YOUR TASK
In the entries below, every line that contains "properties" must be located and copied.

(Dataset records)

- Opening Delimiter -

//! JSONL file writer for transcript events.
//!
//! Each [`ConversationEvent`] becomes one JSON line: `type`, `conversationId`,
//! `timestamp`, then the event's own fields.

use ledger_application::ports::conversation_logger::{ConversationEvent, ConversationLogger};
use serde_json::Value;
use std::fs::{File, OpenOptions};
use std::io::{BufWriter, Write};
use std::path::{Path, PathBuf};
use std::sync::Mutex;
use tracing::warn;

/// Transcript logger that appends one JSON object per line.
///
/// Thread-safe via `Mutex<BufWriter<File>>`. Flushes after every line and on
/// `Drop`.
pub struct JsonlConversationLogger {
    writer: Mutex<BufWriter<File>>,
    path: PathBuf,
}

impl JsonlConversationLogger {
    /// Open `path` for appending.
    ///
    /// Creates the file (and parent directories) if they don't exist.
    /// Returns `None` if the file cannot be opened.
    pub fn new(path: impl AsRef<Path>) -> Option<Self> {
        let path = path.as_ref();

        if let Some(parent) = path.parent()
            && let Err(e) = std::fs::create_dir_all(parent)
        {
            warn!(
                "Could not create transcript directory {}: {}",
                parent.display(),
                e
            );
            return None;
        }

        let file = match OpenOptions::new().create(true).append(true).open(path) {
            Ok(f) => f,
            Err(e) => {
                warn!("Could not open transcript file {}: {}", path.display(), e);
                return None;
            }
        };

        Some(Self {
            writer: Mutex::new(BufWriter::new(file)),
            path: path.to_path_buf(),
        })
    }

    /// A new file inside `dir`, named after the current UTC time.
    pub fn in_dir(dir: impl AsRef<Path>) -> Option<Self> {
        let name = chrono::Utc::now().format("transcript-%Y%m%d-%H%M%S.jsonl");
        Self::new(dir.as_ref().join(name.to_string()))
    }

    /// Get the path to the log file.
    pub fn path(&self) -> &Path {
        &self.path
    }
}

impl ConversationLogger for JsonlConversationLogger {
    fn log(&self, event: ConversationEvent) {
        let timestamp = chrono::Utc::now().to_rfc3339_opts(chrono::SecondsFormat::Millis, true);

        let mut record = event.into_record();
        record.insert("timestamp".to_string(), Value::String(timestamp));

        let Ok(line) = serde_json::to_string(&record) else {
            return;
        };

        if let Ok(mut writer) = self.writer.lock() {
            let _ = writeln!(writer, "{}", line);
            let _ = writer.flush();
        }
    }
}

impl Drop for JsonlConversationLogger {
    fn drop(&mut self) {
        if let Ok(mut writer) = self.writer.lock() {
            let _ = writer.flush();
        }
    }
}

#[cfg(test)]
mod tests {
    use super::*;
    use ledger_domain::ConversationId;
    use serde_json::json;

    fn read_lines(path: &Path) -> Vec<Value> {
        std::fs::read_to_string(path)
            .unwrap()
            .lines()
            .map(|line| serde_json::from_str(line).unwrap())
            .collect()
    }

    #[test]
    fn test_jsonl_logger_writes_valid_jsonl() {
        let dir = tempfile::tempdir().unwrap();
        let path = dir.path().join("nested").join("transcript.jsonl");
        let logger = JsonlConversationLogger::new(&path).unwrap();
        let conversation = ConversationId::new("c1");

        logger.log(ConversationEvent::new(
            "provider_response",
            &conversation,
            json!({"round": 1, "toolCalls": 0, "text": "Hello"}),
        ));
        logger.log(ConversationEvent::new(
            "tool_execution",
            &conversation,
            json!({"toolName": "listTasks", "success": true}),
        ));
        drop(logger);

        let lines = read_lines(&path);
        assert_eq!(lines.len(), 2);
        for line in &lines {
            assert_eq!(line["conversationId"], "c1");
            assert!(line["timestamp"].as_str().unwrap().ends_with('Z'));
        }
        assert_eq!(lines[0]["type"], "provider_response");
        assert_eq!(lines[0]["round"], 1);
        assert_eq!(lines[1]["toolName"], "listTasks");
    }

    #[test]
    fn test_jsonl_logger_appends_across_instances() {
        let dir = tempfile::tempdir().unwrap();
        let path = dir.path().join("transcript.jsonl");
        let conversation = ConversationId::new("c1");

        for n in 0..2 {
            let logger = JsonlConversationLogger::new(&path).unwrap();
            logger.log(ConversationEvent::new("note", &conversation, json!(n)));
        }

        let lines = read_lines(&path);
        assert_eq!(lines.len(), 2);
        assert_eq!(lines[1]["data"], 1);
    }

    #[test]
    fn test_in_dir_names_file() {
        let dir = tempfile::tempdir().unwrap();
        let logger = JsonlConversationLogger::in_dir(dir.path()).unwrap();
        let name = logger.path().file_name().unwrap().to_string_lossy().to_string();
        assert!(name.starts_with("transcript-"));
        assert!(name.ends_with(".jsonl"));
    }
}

- Closing Delimiter -
- Opening Delimiter -

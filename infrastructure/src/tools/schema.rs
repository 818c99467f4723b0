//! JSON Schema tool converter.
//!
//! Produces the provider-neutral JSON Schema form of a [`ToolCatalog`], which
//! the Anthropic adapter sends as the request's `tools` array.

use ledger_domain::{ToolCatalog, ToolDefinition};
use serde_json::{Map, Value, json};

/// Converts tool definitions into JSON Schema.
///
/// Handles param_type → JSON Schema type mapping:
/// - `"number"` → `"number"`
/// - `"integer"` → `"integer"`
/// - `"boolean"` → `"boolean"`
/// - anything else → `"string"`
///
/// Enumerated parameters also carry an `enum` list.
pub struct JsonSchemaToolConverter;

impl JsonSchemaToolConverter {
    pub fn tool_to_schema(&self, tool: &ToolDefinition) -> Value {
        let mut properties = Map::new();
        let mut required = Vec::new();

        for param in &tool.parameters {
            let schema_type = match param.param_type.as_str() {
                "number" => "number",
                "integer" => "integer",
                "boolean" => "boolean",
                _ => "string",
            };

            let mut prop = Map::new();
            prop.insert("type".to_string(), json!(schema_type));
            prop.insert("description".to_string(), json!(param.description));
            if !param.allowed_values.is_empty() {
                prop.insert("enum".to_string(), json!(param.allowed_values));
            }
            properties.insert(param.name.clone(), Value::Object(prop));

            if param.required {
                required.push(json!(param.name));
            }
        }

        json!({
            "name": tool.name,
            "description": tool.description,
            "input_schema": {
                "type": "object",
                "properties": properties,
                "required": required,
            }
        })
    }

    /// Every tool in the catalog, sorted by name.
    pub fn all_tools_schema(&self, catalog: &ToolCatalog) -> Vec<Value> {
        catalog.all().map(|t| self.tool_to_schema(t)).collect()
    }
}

- Closing Delimiter -
- Opening Delimiter -

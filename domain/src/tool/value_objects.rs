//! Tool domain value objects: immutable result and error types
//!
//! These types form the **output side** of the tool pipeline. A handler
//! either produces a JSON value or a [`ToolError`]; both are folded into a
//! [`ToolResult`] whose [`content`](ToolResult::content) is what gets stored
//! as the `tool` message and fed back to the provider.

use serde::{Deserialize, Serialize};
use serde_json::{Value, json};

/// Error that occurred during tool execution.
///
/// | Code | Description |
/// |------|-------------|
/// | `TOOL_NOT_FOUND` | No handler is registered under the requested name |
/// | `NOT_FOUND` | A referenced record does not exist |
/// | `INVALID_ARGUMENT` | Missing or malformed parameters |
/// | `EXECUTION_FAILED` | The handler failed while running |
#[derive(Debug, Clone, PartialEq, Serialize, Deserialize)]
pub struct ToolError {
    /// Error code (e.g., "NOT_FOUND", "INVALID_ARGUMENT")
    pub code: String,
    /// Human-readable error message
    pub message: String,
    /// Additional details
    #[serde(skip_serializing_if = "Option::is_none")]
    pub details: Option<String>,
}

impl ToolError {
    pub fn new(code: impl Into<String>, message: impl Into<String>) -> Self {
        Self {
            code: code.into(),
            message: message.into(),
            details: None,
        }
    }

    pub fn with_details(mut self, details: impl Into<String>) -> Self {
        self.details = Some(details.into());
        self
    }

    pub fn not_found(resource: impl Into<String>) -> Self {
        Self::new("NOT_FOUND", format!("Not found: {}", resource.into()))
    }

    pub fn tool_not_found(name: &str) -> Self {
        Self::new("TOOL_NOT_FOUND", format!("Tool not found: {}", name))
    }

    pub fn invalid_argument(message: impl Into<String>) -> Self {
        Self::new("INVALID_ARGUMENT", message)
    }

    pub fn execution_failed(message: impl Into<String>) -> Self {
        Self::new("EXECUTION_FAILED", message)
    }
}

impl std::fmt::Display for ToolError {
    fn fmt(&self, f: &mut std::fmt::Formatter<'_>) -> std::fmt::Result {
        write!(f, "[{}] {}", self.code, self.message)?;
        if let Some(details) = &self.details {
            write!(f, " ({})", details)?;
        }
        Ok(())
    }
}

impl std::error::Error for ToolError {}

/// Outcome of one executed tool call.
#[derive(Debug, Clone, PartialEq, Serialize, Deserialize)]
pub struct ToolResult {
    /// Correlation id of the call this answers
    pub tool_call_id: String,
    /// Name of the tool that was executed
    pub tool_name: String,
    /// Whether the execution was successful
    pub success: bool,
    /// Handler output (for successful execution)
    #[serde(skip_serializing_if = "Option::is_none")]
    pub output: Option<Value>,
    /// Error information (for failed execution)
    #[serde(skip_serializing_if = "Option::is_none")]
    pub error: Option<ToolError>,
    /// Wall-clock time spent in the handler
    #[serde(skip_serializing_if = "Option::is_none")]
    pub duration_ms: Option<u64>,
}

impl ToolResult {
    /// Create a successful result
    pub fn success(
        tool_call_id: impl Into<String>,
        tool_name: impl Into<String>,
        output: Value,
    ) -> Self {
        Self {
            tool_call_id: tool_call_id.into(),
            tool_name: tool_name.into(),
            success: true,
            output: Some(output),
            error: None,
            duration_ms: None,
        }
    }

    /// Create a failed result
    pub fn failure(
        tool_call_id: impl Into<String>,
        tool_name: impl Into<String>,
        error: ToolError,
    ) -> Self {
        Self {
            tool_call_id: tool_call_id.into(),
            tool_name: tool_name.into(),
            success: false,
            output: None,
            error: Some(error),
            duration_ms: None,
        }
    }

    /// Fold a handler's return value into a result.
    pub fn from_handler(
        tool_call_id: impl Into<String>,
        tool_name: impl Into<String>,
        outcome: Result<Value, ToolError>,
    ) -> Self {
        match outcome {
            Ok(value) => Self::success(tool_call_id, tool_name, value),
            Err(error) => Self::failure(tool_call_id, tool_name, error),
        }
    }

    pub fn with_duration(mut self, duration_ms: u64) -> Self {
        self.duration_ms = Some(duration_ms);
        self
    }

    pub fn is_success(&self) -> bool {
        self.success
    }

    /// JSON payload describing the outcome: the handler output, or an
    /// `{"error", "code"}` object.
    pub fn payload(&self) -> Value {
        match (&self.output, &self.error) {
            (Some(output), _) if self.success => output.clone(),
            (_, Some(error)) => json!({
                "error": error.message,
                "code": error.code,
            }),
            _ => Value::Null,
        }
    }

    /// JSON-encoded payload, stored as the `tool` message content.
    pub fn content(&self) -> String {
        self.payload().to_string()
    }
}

- Closing Delimiter -

YOUR SOLUTION
        let mut properties = Map::new();
            properties.insert(param.name.clone(), Value::Object(prop));
                "properties": properties,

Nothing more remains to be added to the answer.